Collected data entries:
..........
#[cfg(test)]
mod tests {
    use super::*;
    use crate::client::MockOperatorConfigStore;
    use crate::crd::ServiceCatalogControllerManagerSpec;
    use crate::fake::FakeCluster;
    use crate::rollout::FORCE_ANNOTATION;
    use crate::status::{REASON_NO_INSTANCES, REASON_REMOVED};
    use serde_json::json;
    use std::sync::Mutex;
    use svcat_common::{find_condition, CONDITION_AVAILABLE, CONDITION_DEGRADED, CONDITION_PROGRESSING};

    const SVC: &str = "v3.11.0/openshift-svcat-controller-manager/svc.yaml";

    fn record(observed: serde_json::Value) -> ServiceCatalogControllerManager {
        let mut cr = ServiceCatalogControllerManager::new(
            "cluster",
            ServiceCatalogControllerManagerSpec {
                observed_config: Some(observed),
                ..Default::default()
            },
        );
        cr.metadata.generation = Some(1);
        cr
    }

    fn seeded() -> Arc<FakeCluster> {
        let cluster = Arc::new(FakeCluster::new());
        cluster.insert_config_map("kube-system", "client-ca", &[("ca-bundle.crt", "CA1")]);
        cluster.insert_config_map(OPERAND_NAMESPACE, "client-ca", &[("ca-bundle.crt", "CA1")]);
        cluster.insert_secret(OPERAND_NAMESPACE, "serving-cert", &[("tls.crt", "CERT")]);
        cluster
    }

    /// 记录写入内容的 store
    fn recording_store(slot: Arc<Mutex<Option<ServiceCatalogControllerManager>>>) -> MockOperatorConfigStore {
        let mut store = MockOperatorConfigStore::new();
        store.expect_update_status().times(1).returning(move |r| {
            *slot.lock().unwrap() = Some(r.clone());
            Ok(r.clone())
        });
        store
    }

    fn silent_store() -> MockOperatorConfigStore {
        let mut store = MockOperatorConfigStore::new();
        store.expect_update_status().times(0);
        store
    }

    fn operator(cluster: &Arc<FakeCluster>, store: MockOperatorConfigStore) -> OperatorSync {
        OperatorSync::new(cluster.clone(), Arc::new(store), OperatorSettings::default())
    }

    async fn run_recorded(
        cluster: &Arc<FakeCluster>,
        record: &ServiceCatalogControllerManager,
    ) -> (SyncOutcome, ServiceCatalogControllerManager) {
        let slot = Arc::new(Mutex::new(None));
        let outcome = operator(cluster, recording_store(slot.clone()))
            .sync(record, &CancellationToken::new())
            .await
            .unwrap();
        let written = slot.lock().unwrap().take().unwrap();
        (outcome, written)
    }

    fn force_marker(cluster: &FakeCluster) -> Option<String> {
        cluster
            .daemon_set(OPERAND_NAMESPACE, WORKLOAD_NAME)
            .and_then(|ds| ds.spec)
            .and_then(|s| s.template.metadata)
            .and_then(|m| m.annotations)
            .and_then(|a| a.get(FORCE_ANNOTATION).cloned())
    }

    fn condition(record: &ServiceCatalogControllerManager, type_: &str) -> svcat_common::OperatorCondition {
        find_condition(&record.status.as_ref().unwrap().conditions, type_).unwrap().clone()
    }

    #[test_log::test(tokio::test)]
    async fn test_converged_cycle_is_idempotent() {
        let cluster = seeded();
        let (outcome, written) = run_recorded(&cluster, &record(json!({"a": "1"}))).await;
        assert!(!outcome.needs_retry);
        assert!(outcome.status_updated);
        assert!(!condition(&written, CONDITION_PROGRESSING).is_true());
        assert!(!condition(&written, CONDITION_DEGRADED).is_true());

        let attempts = cluster.manifest_attempts().len();
        let ds_writes = cluster.daemon_set_writes();
        let cm_writes = cluster.config_map_writes();

        let outcome = operator(&cluster, silent_store())
            .sync(&written, &CancellationToken::new())
            .await
            .unwrap();

        assert_eq!(outcome, SyncOutcome::default());
        assert_eq!(cluster.manifest_attempts().len(), attempts * 2);
        assert_eq!(cluster.daemon_set_writes(), ds_writes);
        assert_eq!(cluster.config_map_writes(), cm_writes);
    }

    #[tokio::test]
    async fn test_config_change_forces_rollout() {
        let cluster = seeded();
        let (_, written) = run_recorded(&cluster, &record(json!({"a": "1"}))).await;
        let before = force_marker(&cluster);
        let generation = cluster.daemon_set(OPERAND_NAMESPACE, WORKLOAD_NAME).unwrap().metadata.generation;

        let mut edited = written.clone();
        edited.spec.observed_config = Some(json!({"a": "2"}));
        let (outcome, _) = run_recorded(&cluster, &edited).await;

        let after = cluster.daemon_set(OPERAND_NAMESPACE, WORKLOAD_NAME).unwrap();
        assert!(!outcome.needs_retry);
        assert!(force_marker(&cluster).is_some());
        assert_ne!(force_marker(&cluster), before);
        assert!(after.metadata.generation > generation);
    }

    #[tokio::test]
    async fn test_service_account_change_forces_rollout() {
        let cluster = seeded();
        let (_, written) = run_recorded(&cluster, &record(json!({"a": "1"}))).await;
        let before = force_marker(&cluster);
        let generation = cluster.daemon_set(OPERAND_NAMESPACE, WORKLOAD_NAME).unwrap().metadata.generation;

        cluster.forget_manifest(SVC);
        let outcome = operator(&cluster, silent_store())
            .sync(&written, &CancellationToken::new())
            .await
            .unwrap();
        assert_eq!(outcome, SyncOutcome::default());
        assert_eq!(force_marker(&cluster), before);

        cluster.forget_manifest(assets::FORCE_REDEPLOY_MANIFESTS[0]);
        let (outcome, _) = run_recorded(&cluster, &written).await;

        let after = cluster.daemon_set(OPERAND_NAMESPACE, WORKLOAD_NAME).unwrap();
        assert!(!outcome.needs_retry);
        assert!(force_marker(&cluster).is_some());
        assert_ne!(force_marker(&cluster), before);
        assert!(after.metadata.generation > generation);
    }

    #[tokio::test]
    async fn test_manifest_failure_is_isolated() {
        let cluster = seeded();
        cluster.fail_manifest(SVC);

        let (outcome, written) = run_recorded(&cluster, &record(json!({}))).await;

        assert!(outcome.needs_retry);
        assert_eq!(cluster.manifest_attempts().len(), assets::STATIC_MANIFESTS.len());
        let degraded = condition(&written, CONDITION_DEGRADED);
        assert!(degraded.is_true());
        let lines: Vec<&str> = degraded.message.lines().collect();
        assert_eq!(lines.len(), 1);
        assert!(lines[0].starts_with(&format!("{:?} (Service): ", SVC)), "line={}", lines[0]);
        assert!(cluster.daemon_set(OPERAND_NAMESPACE, WORKLOAD_NAME).is_some());
    }

    #[tokio::test]
    async fn test_missing_serving_cert_degrades_and_blocks_config() {
        let cluster = Arc::new(FakeCluster::new());
        cluster.insert_config_map("kube-system", "client-ca", &[("ca-bundle.crt", "CA1")]);
        cluster.insert_config_map(OPERAND_NAMESPACE, "client-ca", &[("ca-bundle.crt", "CA1")]);

        let (outcome, written) = run_recorded(&cluster, &record(json!({}))).await;

        assert!(outcome.needs_retry);
        let degraded = condition(&written, CONDITION_DEGRADED);
        assert!(degraded.message.starts_with("\"configmap\": unable to resolve secret"));
        assert!(degraded.message.contains("serving-cert"));
        assert!(cluster.config_map(OPERAND_NAMESPACE, assets::CONFIG_MAP_NAME).is_none());
        assert!(cluster.daemon_set(OPERAND_NAMESPACE, WORKLOAD_NAME).is_some());
    }

    #[tokio::test]
    async fn test_availability_follows_ready_instances() {
        let cluster = seeded();
        let (_, written) = run_recorded(&cluster, &record(json!({}))).await;
        let available = condition(&written, CONDITION_AVAILABLE);
        assert!(!available.is_true());
        assert_eq!(available.reason, REASON_NO_INSTANCES);

        cluster.set_ready(1);
        let (_, written) = run_recorded(&cluster, &written).await;
        assert!(condition(&written, CONDITION_AVAILABLE).is_true());
    }

    #[tokio::test]
    async fn test_rollout_lag_reports_progressing() {
        let cluster = seeded();
        let (_, written) = run_recorded(&cluster, &record(json!({"a": "1"}))).await;

        cluster.lag_rollouts();
        let mut edited = written.clone();
        edited.spec.observed_config = Some(json!({"a": "2"}));
        let (_, written) = run_recorded(&cluster, &edited).await;

        let progressing = condition(&written, CONDITION_PROGRESSING);
        assert!(progressing.is_true());
        assert_eq!(
            progressing.message,
            "daemonset/controller-manager: observed generation is 1, desired generation is 2."
        );
    }

    #[tokio::test]
    async fn test_status_write_conflict_is_hard_error() {
        let cluster = seeded();
        let mut store = MockOperatorConfigStore::new();
        store
            .expect_update_status()
            .times(1)
            .returning(|_| Err(Error::PersistenceConflict("servicecatalogcontrollermanagers/cluster".to_string())));

        let err = operator(&cluster, store)
            .sync(&record(json!({})), &CancellationToken::new())
            .await
            .unwrap_err();
        assert!(err.is_conflict());
    }

    #[tokio::test]
    async fn test_cancelled_cycle_writes_nothing() {
        let cluster = seeded();
        let cancel = CancellationToken::new();
        cancel.cancel();

        let err = operator(&cluster, silent_store())
            .sync(&record(json!({})), &cancel)
            .await
            .unwrap_err();

        assert!(matches!(err, Error::Cancelled));
        assert!(cluster.manifest_attempts().is_empty());
    }

    #[tokio::test]
    async fn test_unmanaged_does_nothing() {
        let cluster = seeded();
        let mut cr = record(json!({}));
        cr.spec.management_state = ManagementState::Unmanaged;

        let outcome = operator(&cluster, silent_store())
            .sync(&cr, &CancellationToken::new())
            .await
            .unwrap();

        assert_eq!(outcome, SyncOutcome::default());
        assert!(cluster.manifest_attempts().is_empty());
        assert!(cluster.daemon_set(OPERAND_NAMESPACE, WORKLOAD_NAME).is_none());
    }

    #[tokio::test]
    async fn test_removed_deletes_operand_namespace() {
        let cluster = seeded();
        let (_, written) = run_recorded(&cluster, &record(json!({}))).await;

        let mut removed = written.clone();
        removed.spec.management_state = ManagementState::Removed;
        removed.metadata.generation = Some(2);
        let (outcome, written) = run_recorded(&cluster, &removed).await;

        assert!(!outcome.needs_retry);
        assert_eq!(cluster.deleted_namespaces(), vec![OPERAND_NAMESPACE.to_string()]);
        assert!(cluster.daemon_set(OPERAND_NAMESPACE, WORKLOAD_NAME).is_none());
        assert_eq!(written.observed_generation(), 2);
        assert_eq!(condition(&written, CONDITION_AVAILABLE).reason, REASON_REMOVED);
        assert!(!condition(&written, CONDITION_PROGRESSING).is_true());

        let outcome = operator(&cluster, silent_store())
            .sync(&written, &CancellationToken::new())
            .await
            .unwrap();
        assert!(!outcome.status_updated);
    }

    #[tokio::test]
    async fn test_removed_delete_failure_needs_retry() {
        let cluster = seeded();
        cluster.fail_namespace_delete();
        let mut cr = record(json!({}));
        cr.spec.management_state = ManagementState::Removed;

        let (outcome, written) = run_recorded(&cluster, &cr).await;

        assert!(outcome.needs_retry);
        assert!(condition(&written, CONDITION_DEGRADED).message.starts_with("\"namespace\": "));
    }
}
..........
### Task requirements
Your task is to gather all lines from the entries above that hold the word "assets".

### Solved problem
        cluster.forget_manifest(assets::FORCE_REDEPLOY_MANIFESTS[0]);
        assert_eq!(cluster.manifest_attempts().len(), assets::STATIC_MANIFESTS.len());
        assert!(cluster.config_map(OPERAND_NAMESPACE, assets::CONFIG_MAP_NAME).is_none());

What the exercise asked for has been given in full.